**Work to be completed**
Give the count of lines below that include the word "CatalogEntry", and say nothing else.

(Stored entries)
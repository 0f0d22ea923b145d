//! Catalog store: persistence of song identities and their metadata.
//!
//! Uses SQLx with SQLite for lightweight, embedded database storage.
//! Provides async operations for:
//! - Song create/delete keyed by id
//! - Merge-patch metadata updates
//! - Lyrics and metadata reads, by id and by natural key
//! - Catalog listing (identity joined with metadata)
//!
//! Functions return `sqlx::Result`; callers classify driver errors into
//! the application taxonomy via `Error::from_store`.
//!
//! # Example
//!
//! ```ignore
//! use song_catalog::db::{init_db, list_catalog};
//!
//! let pool = init_db("sqlite:songs.db").await?;
//! let entries = list_catalog(&pool).await?;
//! ```

use std::path::Path;
use std::str::FromStr;

use sqlx::sqlite::{SqliteConnectOptions, SqlitePool, SqlitePoolOptions};

use crate::model::{CatalogEntry, SongInfo};

/// Default database filename.
pub const DEFAULT_DB_NAME: &str = "song_catalog.db";

/// Build a SQLite database URL from an optional path.
///
/// If no path is provided, uses [`DEFAULT_DB_NAME`] in the current directory.
pub fn db_url(path: Option<&Path>) -> String {
    match path {
        Some(p) => format!("sqlite:{}", p.display()),
        None => format!("sqlite:{DEFAULT_DB_NAME}"),
    }
}

/// Initialize the database connection pool and run migrations.
///
/// Creates the database file if it doesn't exist, establishes a connection
/// pool with up to 5 connections, and runs all pending migrations. Foreign
/// keys are enabled on every connection; the metadata cascade delete
/// depends on it.
///
/// # Errors
///
/// Returns an error if:
/// - The URL is malformed
/// - Connection cannot be established
/// - Migration fails
pub async fn init_db(db_url: &str) -> Result<SqlitePool, sqlx::Error> {
    let options = SqliteConnectOptions::from_str(db_url)?
        .create_if_missing(true)
        .foreign_keys(true);

    let pool = SqlitePoolOptions::new()
        .max_connections(5)
        .connect_with(options)
        .await?;

    sqlx::migrate!("./migrations").run(&pool).await?;

    Ok(pool)
}

/// Execute a schema bootstrap script.
///
/// The original deployment seeds the catalog from an operator-provided SQL
/// file named by the `INIT_SQL_PATH` environment variable; `main` calls
/// this when that variable is set.
pub async fn run_init_script(pool: &SqlitePool, path: &Path) -> crate::error::Result<()> {
    let sql = std::fs::read_to_string(path)?;
    sqlx::raw_sql(&sql).execute(pool).await?;
    tracing::info!("executed init script {:?}", path);
    Ok(())
}

/// Create a song identity together with its empty metadata row.
///
/// Both inserts run in one transaction: an identity is never visible
/// without a metadata row, and a failure creating the metadata row rolls
/// the identity back. The unique constraint on `(music_group, title)`
/// rejects duplicates; callers map that violation to a conflict error.
///
/// # Returns
///
/// The store-generated id of the new song.
pub async fn create_song(pool: &SqlitePool, group: &str, title: &str) -> sqlx::Result<i64> {
    let mut tx = pool.begin().await?;

    let id: i64 =
        sqlx::query_scalar("INSERT INTO songs (music_group, title) VALUES (?, ?) RETURNING id")
            .bind(group)
            .bind(title)
            .fetch_one(&mut *tx)
            .await?;

    sqlx::query("INSERT INTO song_info (song_id) VALUES (?)")
        .bind(id)
        .execute(&mut *tx)
        .await?;

    tx.commit().await?;
    Ok(id)
}

/// Apply a merge-patch to a song's metadata.
///
/// Fields present in the patch overwrite the stored value; `None` fields
/// are left untouched (`COALESCE` against the existing column). Returns
/// `false` when no song with this id exists, so callers can report
/// not-found instead of silently doing nothing. Every song has exactly
/// one metadata row, so the update's own rows-affected count is the
/// existence signal; a separate pre-check would race with a concurrent
/// delete.
pub async fn update_info(pool: &SqlitePool, id: i64, patch: &SongInfo) -> sqlx::Result<bool> {
    let result = sqlx::query(
        r#"
        UPDATE song_info
        SET
            release_date = COALESCE(?, release_date),
            text = COALESCE(?, text),
            link = COALESCE(?, link)
        WHERE song_id = ?
        "#,
    )
    .bind(patch.release_date)
    .bind(patch.text.as_deref())
    .bind(patch.link.as_deref())
    .bind(id)
    .execute(pool)
    .await?;

    Ok(result.rows_affected() > 0)
}

/// Delete a song by id.
///
/// The metadata row goes with it via `ON DELETE CASCADE`. Returns the
/// number of identity rows deleted; 0 means the id did not exist and is a
/// client error at the surface, not a server error.
pub async fn delete_song(pool: &SqlitePool, id: i64) -> sqlx::Result<u64> {
    let result = sqlx::query("DELETE FROM songs WHERE id = ?")
        .bind(id)
        .execute(pool)
        .await?;
    Ok(result.rows_affected())
}

/// Get the stored lyrics for a song.
///
/// Returns `None` when no metadata row exists for the id, which is
/// distinct from lyrics that are present but empty.
pub async fn get_text(pool: &SqlitePool, id: i64) -> sqlx::Result<Option<String>> {
    sqlx::query_scalar("SELECT COALESCE(text, '') FROM song_info WHERE song_id = ?")
        .bind(id)
        .fetch_optional(pool)
        .await
}

/// List every song joined with its metadata.
///
/// Ordered by id for stable output within a query; no long-term ordering
/// guarantee is implied.
pub async fn list_catalog(pool: &SqlitePool) -> sqlx::Result<Vec<CatalogEntry>> {
    sqlx::query_as::<_, CatalogEntry>(
        r#"
        SELECT s.id, s.music_group, s.title, i.release_date, i.text, i.link
        FROM songs s
        JOIN song_info i ON s.id = i.song_id
        ORDER BY s.id
        "#,
    )
    .fetch_all(pool)
    .await
}

/// Look up a song's metadata by natural key instead of id.
pub async fn find_info(
    pool: &SqlitePool,
    group: &str,
    title: &str,
) -> sqlx::Result<Option<SongInfo>> {
    sqlx::query_as::<_, SongInfo>(
        r#"
        SELECT i.release_date, i.text, i.link
        FROM songs s
        JOIN song_info i ON s.id = i.song_id
        WHERE s.music_group = ? AND s.title = ?
        "#,
    )
    .bind(group)
    .bind(title)
    .fetch_optional(pool)
    .await
}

**Answer to this problem**
3